Follow Us:

Congress’ challenges post-Pulwama

While the BJP, which was lagging behind initially, has moved in quickly to stitch alliances, the Congress is dithering still.

Kalyani Shankar | New Delhi |

The Congress is facing new challenges in the post Pulwama political scenario. It had planned for a poll theme to focus on the failures of the Modi government but Pulwama and Balakot have forced the party to recalibrate its strategy to meet new challenges. While till recently Prime Minister Narendra Modi was on the back foot for his inability to deliver all that he had promised in 2014, the post Pulwama scene has changed all that. Modi has benefitted immensely with the country seeing him as a decisive and strong leader.

The first thing that has gone awry for the Congress is its poll strategy. The BJP quickly snatched the opportunity and has now made its muscular security policy the main poll theme. The Congress realises that the scenario emerging from the Pulwama terror attack has tremendous potential to alter the electoral narrative ahead of the Lok Sabha polls. The party had been planning to raise important issues like jobs, agrarian crisis, demonetisation and GST, but the terror strike has pushed them all aside. The biggest challenge before the party is how to bring back the real issues like jobs etc. to the forefront so that people can evaluate the performance of the government.

Though after the Pulwama attack, the Congress had looked unsure about its electoral strategy, after the Congress Working Committee meeting this week in Ahmedabad, the party has finally decided its strategy. Now the Congress has zeroed in on the twin planks of jobs and unemployment as its main focus.

The second challenge is the alliances. Though electoral victories in December in the three Hindi heartland states – Rajasthan, Madhya Pradesh and Chattisgarh – had brought cheer to the Congress, Lok Sabha polls are a different ball game. Arithmetic is strength and allies hold the key for success in the ensuing polls for both the UPA and NDA. This is why both coalitions are running after new allies as well as holding on to the old ones.

While the BJP, which was lagging behind initially, has moved in quickly to stitch alliances, the Congress is dithering still. Just this week, the BJP managed to get back the AGP, which had severed its connections recently on the issue of the citizenship bill and also sealed a seat-sharing deal with its old partner Apna Dal in U.P. The BJP has firmed up alliances with the AIADMK and DMDK in Tamil Nadu, with Shiv Sena in Maharashtra, with Akali Dal in Punjab and with the JD (U) in Bihar among others. It also has smaller partners.

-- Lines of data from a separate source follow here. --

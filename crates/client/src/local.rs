use std::path::PathBuf;

use async_trait::async_trait;
use models::{sos, EmergencyType, ListQuery, Location, SosRecord, SubmitSos};
use service::records::{FileRecordStore, RecordStore};
use service::SosService;
use tracing::info;

use crate::api::{Backend, SosApi};
use crate::error::ClientError;

/// Local fallback backed by a JSON file on this device. Runs the same
/// service rules as the server.
pub struct LocalSosApi {
    service: SosService<FileRecordStore>,
}

/// Sample requests around Manila: (type, lat, lng, notes, minutes ago).
const DEMO_REQUESTS: [(EmergencyType, f64, f64, &str, i64); 5] = [
    (
        EmergencyType::Medical,
        14.5995,
        120.9842,
        "Elderly person needs urgent medical attention",
        60,
    ),
    (EmergencyType::Food, 14.6091, 121.0223, "Family of 5 needs food supplies", 120),
    (EmergencyType::Shelter, 14.5547, 121.0244, "House destroyed, need temporary shelter", 180),
    (EmergencyType::Rescue, 14.6507, 121.0494, "People trapped on rooftop due to flooding", 30),
    (EmergencyType::Water, 14.5764, 120.9772, "Clean drinking water urgently needed", 90),
];

impl LocalSosApi {
    /// Open the store file, creating its directory when missing.
    pub async fn open<P: Into<PathBuf>>(path: P) -> Result<Self, ClientError> {
        let store = FileRecordStore::open(path).await?;
        Ok(Self { service: SosService::new(store) })
    }

    /// Insert the demo requests when the store holds no live records.
    /// Returns how many were inserted.
    pub async fn seed_demo_data(&self) -> Result<usize, ClientError> {
        if !self.service.is_empty().await? {
            return Ok(0);
        }
        let now = sos::now_millis();
        for (kind, lat, lng, notes, minutes_ago) in DEMO_REQUESTS {
            let created = now - minutes_ago * 60_000;
            let record = SosRecord::new(kind, Location { lat, lng }, notes.to_string(), created);
            self.service.store().put(record).await?;
        }
        info!(count = DEMO_REQUESTS.len(), "seeded local store with demo requests");
        Ok(DEMO_REQUESTS.len())
    }
}

#[async_trait]
impl SosApi for LocalSosApi {
    fn backend(&self) -> Backend {
        Backend::Local
    }

    async fn submit(&self, input: SubmitSos) -> Result<SosRecord, ClientError> {
        Ok(self.service.submit(input).await?)
    }

    async fn list(&self, query: &ListQuery) -> Result<Vec<SosRecord>, ClientError> {
        Ok(self.service.list(query).await?)
    }

    async fn resolve(&self, id: &str) -> Result<SosRecord, ClientError> {
        Ok(self.service.resolve(id).await?)
    }

    async fn delete(&self, id: &str) -> Result<(), ClientError> {
        Ok(self.service.delete(id).await?)
    }
}

#[cfg(test)]
mod tests {
    use super::*;
    use models::SosStatus;

    fn temp_path() -> PathBuf {
        std::env::temp_dir().join(format!("sos_local_{}.json", uuid::Uuid::new_v4()))
    }

    #[tokio::test]
    async fn local_round_trip() -> anyhow::Result<()> {
        let path = temp_path();
        let api = LocalSosApi::open(&path).await?;

        let rec = api.submit(SubmitSos::new(EmergencyType::Shelter, 14.55, 121.02, "roof gone")).await?;
        let listed = api.list(&ListQuery::default()).await?;
        assert_eq!(listed.len(), 1);
        assert_eq!(listed[0].kind, EmergencyType::Shelter);
        assert_eq!(listed[0].location, rec.location);
        assert_eq!(listed[0].notes, "roof gone");

        let resolved = api.resolve(&rec.id).await?;
        assert_eq!(resolved.status, SosStatus::Resolved);
        assert!(api.list(&ListQuery::default()).await?.is_empty());
        let only_resolved = ListQuery::default().with_status(SosStatus::Resolved);
        assert_eq!(api.list(&only_resolved).await?.len(), 1);

        let _ = tokio::fs::remove_file(&path).await;
        Ok(())
    }

    #[tokio::test]
    async fn open_creates_missing_directory() -> anyhow::Result<()> {
        let dir = std::env::temp_dir().join(format!("sos_local_dir_{}", uuid::Uuid::new_v4()));
        let path = dir.join("device").join("local_sos.json");
        let api = LocalSosApi::open(&path).await?;
        assert!(api.list(&ListQuery::default()).await?.is_empty());
        assert!(tokio::fs::metadata(&path).await?.is_file());
        let _ = tokio::fs::remove_dir_all(&dir).await;
        Ok(())
    }

    #[tokio::test]
    async fn unknown_id_is_not_found() -> anyhow::Result<()> {
        let path = temp_path();
        let api = LocalSosApi::open(&path).await?;
        assert!(matches!(api.resolve("missing").await, Err(ClientError::NotFound(_))));
        assert!(matches!(api.delete("missing").await, Err(ClientError::NotFound(_))));
        let _ = tokio::fs::remove_file(&path).await;
        Ok(())
    }

    #[tokio::test]
    async fn validation_matches_server_rules() -> anyhow::Result<()> {
        let path = temp_path();
        let api = LocalSosApi::open(&path).await?;
        let no_type = SubmitSos { kind: None, ..SubmitSos::new(EmergencyType::Food, 1.0, 1.0, "") };
        assert!(matches!(api.submit(no_type).await, Err(ClientError::Validation(_))));
        assert!(api.submit(SubmitSos::new(EmergencyType::Food, 0.0, 0.0, "")).await.is_ok());
        let _ = tokio::fs::remove_file(&path).await;
        Ok(())
    }

    #[tokio::test]
    async fn demo_seed_runs_once() -> anyhow::Result<()> {
        let path = temp_path();
        let api = LocalSosApi::open(&path).await?;
        assert_eq!(api.seed_demo_data().await?, 5);
        assert_eq!(api.seed_demo_data().await?, 0);

        let listed = api.list(&ListQuery::default()).await?;
        assert_eq!(listed.len(), 5);
        // 30 minutes ago is the newest sample
        assert_eq!(listed[0].kind, EmergencyType::Rescue);
        assert_eq!(listed[4].kind, EmergencyType::Shelter);

        let _ = tokio::fs::remove_file(&path).await;
        Ok(())
    }
}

The Congress could have handled the alliance issue with more finesse. Jharkhand, Tamil Nadu, Karnataka, Maharashtra and Bihar are states where the Congress has finalised seat-sharing arrangements. While it is part of the United Democratic Front in Kerala, there is no clarity on Andhra Pradesh, Telengana and Jammu and Kashmir. In UP, while the Congress is ready to join the SP-BSP-RLD gathbandhan, BSP chief Mayawati is against including the Congress in the alliance. This could be a setback for the party. In Delhi, the Aam Admi Party is keen to have an alliance with the Congress but the latter has refused to have any truck with the AAP. Talks with AAP have reopened again for a tie-up. Seat sharing talks with the National Conference in Jammu and Kashmir are going on. In West Bengal it is tactical seat sharing with the Left parties.

There is an impression that the Congress has been egoistic and unwilling to budge while the BJP has been willing to concede space to allies in order to firm up alliances – be it the JD (U) or Shiv Sena or the AIADMK and Akali Dal. The Congress should be flexible in sealing alliances or else it will be the loser.

Thirdly, Rahul Gandhi inducted his sister Priyanka Gandhi recently and made her AICC in-charge of eastern U.P. Though her entry was dramatic she disappeared from the scene after Pulwama on February 14 and has only now surfaced again. It is a new challenge for the party to keep her in the headlines after Pulwama. In the normal course she would have made front-page news.

However, one big advantage for the Congress is that the BJP has to sustain the terror theme for the next two months until the polls are completed and this may be difficult. This is where the opportunity lies for the Congress and the opposition. There is a lot of enthusiasm in the Congress after winning the three Hindi heartland states in December and this enthusiasm needs to be kept up till the Lok Sabha polls. The Congress Party’s success depends on how the party seizes opportunities and keeps itself in focus in the coming weeks through better communicative skills and party organisation. As for a national level mahagatbandhan, it is only an idea and not a reality.